=== Problem to solve ===
Since only part of the material is needed, please repeat exactly the line that includes "pub mod site;" and every line after it, up to the last.

=== Supplied data ===
···
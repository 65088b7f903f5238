//! Core value types shared by the pipeline, the weather gate and the engine.

pub mod irradiance;
pub mod sample;
pub mod site;
pub mod weather;

pub use irradiance::*;
pub use sample::*;
pub use site::{Location, PanelArray, DEFAULT_TEMP_COEFFICIENT};
pub use weather::*;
···
=== Answer to the exercise ===
pub mod site;
pub mod weather;

pub use irradiance::*;
pub use sample::*;
pub use site::{Location, PanelArray, DEFAULT_TEMP_COEFFICIENT};
pub use weather::*;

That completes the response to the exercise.